Blood, 1 May 2001, Vol. 97, No. 9, pp. 2772-2776
IMMUNOBIOLOGY
Identical mutations in RAG1 or RAG2 genes
leading to defective V(D)J recombinase activity can cause either
T-B-severe combined immune deficiency or Omenn syndrome
Barbara Corneo,
Despina Moshous,
Tayfun Güngör,
Nicolas Wulffraat,
Pierre Philippet,
Françoise Le Deist,
Alain Fischer, and
Jean-Pierre de Villartay
From the Dèveloppement Normal et
pathologique du Système Immunitaire, Hôpital Necker Enfants
Malades, Paris, France; Division of Immunology/Haematology, University
Children's Hospital, Zurich, Switzerland; Pediatric Immunology,
Children's Hospital, Utrecht, The Netherlands; and Division of
Pediatric, Immuno-hematology, C. H. St Joseph-Espèrance,
Montegnèe-Liège, Belgium.
Omenn syndrome (OS) is an inherited disorder characterized by an
absence of circulating B cells and an infiltration of the skin and the
intestine by activated oligoclonal T lymphocytes, indicating that a
profound defect in the lymphoid developmental program could be
accountable for this condition.
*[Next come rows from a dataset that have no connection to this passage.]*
use super::message::ChatMessage;

/// Append-only, in-memory chat log.
///
/// Entries keep their append order. The only way to remove anything is
/// [`MessageStore::clear`], which drops everything.
#[derive(Debug, Default, Clone)]
pub struct MessageStore {
    messages: Vec<ChatMessage>,
}

impl MessageStore {
    pub fn new() -> Self {
        Self::default()
    }

    pub fn append(&mut self, message: ChatMessage) {
        self.messages.push(message);
    }

    pub fn clear(&mut self) {
        self.messages.clear();
    }

    pub fn all(&self) -> &[ChatMessage] {
        &self.messages
    }

    pub fn len(&self) -> usize {
        self.messages.len()
    }

    pub fn is_empty(&self) -> bool {
        self.messages.is_empty()
    }

    pub fn get(&self, index: usize) -> Option<&ChatMessage> {
        self.messages.get(index)
    }

    /// Index of the most recently appended link entry, if any.
    pub fn last_link(&self) -> Option<usize> {
        self.previous_link(None)
    }

    /// Closest link entry older than `before`; `None` searches from the end.
    pub fn previous_link(&self, before: Option<usize>) -> Option<usize> {
        let end = before.unwrap_or(self.messages.len()).min(self.messages.len());
        self.messages[..end].iter().rposition(is_link)
    }

    /// Closest link entry newer than `after`.
    pub fn next_link(&self, after: usize) -> Option<usize> {
        let start = after + 1;
        self.messages
            .get(start..)?
            .iter()
            .position(is_link)
            .map(|offset| start + offset)
    }
}

fn is_link(message: &ChatMessage) -> bool {
    matches!(message, ChatMessage::Link { .. })
}
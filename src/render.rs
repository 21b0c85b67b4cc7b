use crate::chat::ImagePreview;
use crate::picker::FilePicker;
use crate::tea::{Mode, Notification};
use std::sync::atomic::{AtomicU64, Ordering};

/// What the UI draws for one message.
#[derive(Debug, Clone, PartialEq, Eq)]
pub enum MessageBody {
    Text(String),
    /// Whole submitted text, drawn as one link region.
    Link(String),
    /// `preview` shares the decoded pixels; `None` draws a metadata tile.
    Image {
        media_type: String,
        byte_len: usize,
        preview: Option<ImagePreview>,
    },
}

#[derive(Debug, Clone, PartialEq, Eq)]
pub struct MessageView {
    pub body: MessageBody,
    pub timestamp: String,
}

static VERSION_COUNTER: AtomicU64 = AtomicU64::new(1);

pub fn next_version() -> u64 {
    VERSION_COUNTER.fetch_add(1, Ordering::Relaxed)
}

#[derive(Debug, Clone)]
pub struct RenderState {
    pub version: u64,
    pub messages: Vec<MessageView>,
    pub draft: String,
    pub emoji_picker_visible: bool,
    pub emoji_cursor: usize,
    pub emojis: Vec<String>,
    pub mode: Mode,
    pub picker: Option<FilePicker>,
    /// Index into `messages` of the highlighted link.
    pub selected_link: Option<usize>,
    pub scroll: usize,
    pub pending_uploads: usize,
    pub notification: Option<Notification>,
    pub image_tile_width: u16,
}

impl Default for RenderState {
    fn default() -> Self {
        Self {
            version: 0,
            messages: Vec::new(),
            draft: String::new(),
            emoji_picker_visible: false,
            emoji_cursor: 0,
            emojis: Vec::new(),
            mode: Mode::Chat,
            picker: None,
            selected_link: None,
            scroll: 0,
            pending_uploads: 0,
            notification: None,
            image_tile_width: crate::config::DEFAULT_IMAGE_TILE_WIDTH,
        }
    }
}
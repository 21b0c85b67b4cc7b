//! Shared utility functions.

use std::path::PathBuf;
use std::time::Duration;

use tokio::task::spawn_blocking;
use tokio::time::timeout;

use crate::{Error, Result};

/// Run a blocking closure on tokio's blocking pool.
pub async fn blocking<F, T>(f: F) -> Result<T>
where
    F: FnOnce() -> Result<T> + Send + 'static,
    T: Send + 'static,
{
    spawn_blocking(f)
        .await
        .map_err(|e| Error::TaskJoin(e.to_string()))?
}

pub async fn blocking_with_timeout<F, T>(duration: Duration, f: F) -> Result<T>
where
    F: FnOnce() -> Result<T> + Send + 'static,
    T: Send + 'static,
{
    match timeout(duration, spawn_blocking(f)).await {
        Ok(Ok(inner)) => inner,
        Ok(Err(join_err)) => Err(Error::TaskJoin(join_err.to_string())),
        Err(_) => Err(Error::Timeout(duration)),
    }
}

/// Expand a leading `~/` to the user's home directory.
pub fn expand_tilde(path: &str) -> PathBuf {
    if path == "~" {
        if let Some(home) = dirs::home_dir() {
            return home;
        }
    }
    if let Some(rest) = path.strip_prefix("~/") {
        if let Some(home) = dirs::home_dir() {
            return home.join(rest);
        }
    }
    PathBuf::from(path)
}

/// Human-readable byte count (`512 B`, `1.5 KB`, `2.0 MB`).
pub fn format_bytes(len: usize) -> String {
    const KB: f64 = 1024.0;
    const MB: f64 = KB * 1024.0;
    let n = len as f64;
    if n < KB {
        format!("{} B", len)
    } else if n < MB {
        format!("{:.1} KB", n / KB)
    } else {
        format!("{:.1} MB", n / MB)
    }
}

/// Truncate to `max_len` chars, marking the cut with `~`.
pub fn truncate(s: &str, max_len: usize) -> String {
    let count = s.chars().count();
    if count <= max_len {
        return s.to_string();
    }
    if max_len <= 3 {
        return s.chars().take(max_len).collect();
    }
    let mut out: String = s.chars().take(max_len - 1).collect();
    out.push('~');
    out
}
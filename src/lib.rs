pub mod chat;
pub mod config;
pub mod error;
pub mod log;
pub mod picker;
pub mod util;

// Decoupled logic/render loop
pub mod app;
pub mod graphics;
pub mod render;
pub mod tea;
pub mod ui;

pub use chat::{ChatMessage, MessageStore};
pub use error::{Error, Result};
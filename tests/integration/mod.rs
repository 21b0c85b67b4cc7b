//! Integration tests for the chat panel.
//!
//! They drive the TEA update loop the way the logic thread does, with real
//! files and real tokio tasks for uploads.
//!
//! # Test Categories
//!
//! - `chat_flow`: typing, submitting, emoji picking and clearing
//! - `upload_ordering`: concurrent image ingestion and completion order

mod fixtures;

mod chat_flow;
mod upload_ordering;
use std::io::{self, stdout, Stdout};
use std::path::PathBuf;
use std::sync::atomic::{AtomicBool, Ordering};
use std::sync::Arc;
use std::thread;
use std::time::{Duration, Instant};

use clap::Parser;
use crossbeam_channel::{Receiver, TryRecvError};
use crossterm::event::{
    DisableBracketedPaste, EnableBracketedPaste, PopKeyboardEnhancementFlags,
    PushKeyboardEnhancementFlags,
};
use crossterm::execute;
use crossterm::terminal::{
    disable_raw_mode, enable_raw_mode, supports_keyboard_enhancement, EnterAlternateScreen,
    LeaveAlternateScreen,
};
use ratatui::{backend::CrosstermBackend, Terminal};

use ephemera::app::{LogicThread, KEYBOARD_FLAGS};
use ephemera::config::Config;
use ephemera::graphics::Graphics;
use ephemera::render::RenderState;
use ephemera::{elog, elog_debug, elog_error, ui, Result};

const FRAME_DURATION: Duration = Duration::from_micros(16_666); // 60fps

/// Ephemera - a chat panel that forgets everything when you quit
#[derive(Parser, Debug)]
#[command(name = "ephemera")]
#[command(version, about, long_about = None)]
#[command(after_help = "ENVIRONMENT:\n    EPHEMERA_DEBUG=1     Enable debug logging (alternative to --debug)")]
pub struct Cli {
    /// Enable debug logging (writes to ~/.ephemera/ephemera.log)
    #[arg(short = 'd', long)]
    pub debug: bool,

    /// Directory the image picker starts in
    #[arg(long, value_name = "DIR")]
    pub dir: Option<PathBuf>,

    /// Write the default config to ~/.ephemera/config.toml and exit
    #[arg(long)]
    pub write_config: bool,
}

fn main() -> Result<()> {
    let cli = Cli::parse();

    ephemera::log::init(cli.debug);

    if cli.write_config {
        Config::default().save()?;
        println!("Wrote {}", Config::config_path()?.display());
        return Ok(());
    }

    if ephemera::log::is_debug() {
        elog!("Ephemera starting (debug mode enabled)");
    } else {
        elog!("Ephemera starting");
    }

    let mut config = Config::load()?;
    if let Some(dir) = cli.dir {
        config.picker_dir = Some(dir.to_string_lossy().into_owned());
    }

    let shutdown = Arc::new(AtomicBool::new(false));
    let (state_tx, state_rx) = crossbeam_channel::bounded::<RenderState>(1);

    let mut terminal = setup_terminal()?;
    let keyboard_enhanced = enable_keyboard_enhancement();
    // The graphics query reads stdin, so it runs before the event reader exists.
    let mut graphics = Graphics::detect();

    let shutdown_clone = shutdown.clone();
    let logic_handle = thread::spawn(move || LogicThread::run(config, state_tx, shutdown_clone));

    let result = render_loop(&mut terminal, state_rx, &shutdown, &mut graphics);

    shutdown.store(true, Ordering::SeqCst);
    let logic_result = logic_handle.join();
    restore_terminal(&mut terminal, keyboard_enhanced)?;
    elog!("Ephemera exiting");

    match logic_result {
        Ok(Err(e)) => {
            elog_error!("Logic thread failed: {}", e);
            Err(e)
        }
        _ => result,
    }
}

fn render_loop(
    terminal: &mut Terminal<CrosstermBackend<Stdout>>,
    state_rx: Receiver<RenderState>,
    shutdown: &AtomicBool,
    graphics: &mut Graphics,
) -> Result<()> {
    let mut state = RenderState::default();
    let mut last_version: u64 = 0;
    let mut last_frame = Instant::now();
    let mut dirty = true;

    loop {
        if shutdown.load(Ordering::Relaxed) {
            break;
        }

        match state_rx.try_recv() {
            Ok(s) => {
                dirty = dirty || s.version != last_version;
                state = s;
            }
            Err(TryRecvError::Empty) => {}
            Err(TryRecvError::Disconnected) => break,
        }

        if last_frame.elapsed() < FRAME_DURATION {
            thread::sleep(Duration::from_micros(500));
            continue;
        }
        last_frame = Instant::now();

        if dirty {
            terminal.draw(|f| ui::draw(f, &state, graphics))?;
            last_version = state.version;
            dirty = false;
        }
    }
    Ok(())
}

fn setup_terminal() -> Result<Terminal<CrosstermBackend<Stdout>>> {
    enable_raw_mode()?;
    execute!(io::stdout(), EnterAlternateScreen, EnableBracketedPaste)?;
    let mut terminal = Terminal::new(CrosstermBackend::new(stdout()))?;
    terminal.hide_cursor()?;
    terminal.clear()?;
    Ok(terminal)
}

/// Report modified Enter distinctly where the terminal supports it.
/// Elsewhere Alt+Enter is the newline key.
fn enable_keyboard_enhancement() -> bool {
    if !matches!(supports_keyboard_enhancement(), Ok(true)) {
        elog_debug!("Keyboard enhancement unsupported");
        return false;
    }
    match execute!(io::stdout(), PushKeyboardEnhancementFlags(KEYBOARD_FLAGS)) {
        Ok(()) => true,
        Err(e) => {
            elog_debug!("Keyboard enhancement failed: {}", e);
            false
        }
    }
}

fn restore_terminal(
    terminal: &mut Terminal<CrosstermBackend<Stdout>>,
    keyboard_enhanced: bool,
) -> Result<()> {
    if keyboard_enhanced {
        execute!(io::stdout(), PopKeyboardEnhancementFlags)?;
    }
    terminal.show_cursor()?;
    execute!(io::stdout(), DisableBracketedPaste, LeaveAlternateScreen)?;
    Ok(disable_raw_mode()?)
}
Inherited mutations in either the
recombination activating genes RAG1 or
RAG2, resulting in partial V(D)J recombinase activity, were
shown to be responsible for OS. This study reports on the
characterization of new RAG1/2 gene mutations in a series
of 9 patients with OS. Given the occurrence of the same mutations in
patients with T-B-severe combined immune deficiency or OS on 3 separate occasions, the proposal is made that an additional factor may
be required in certain circumstances for the development of the Omenn
phenotype. The nature of this factor is discussed.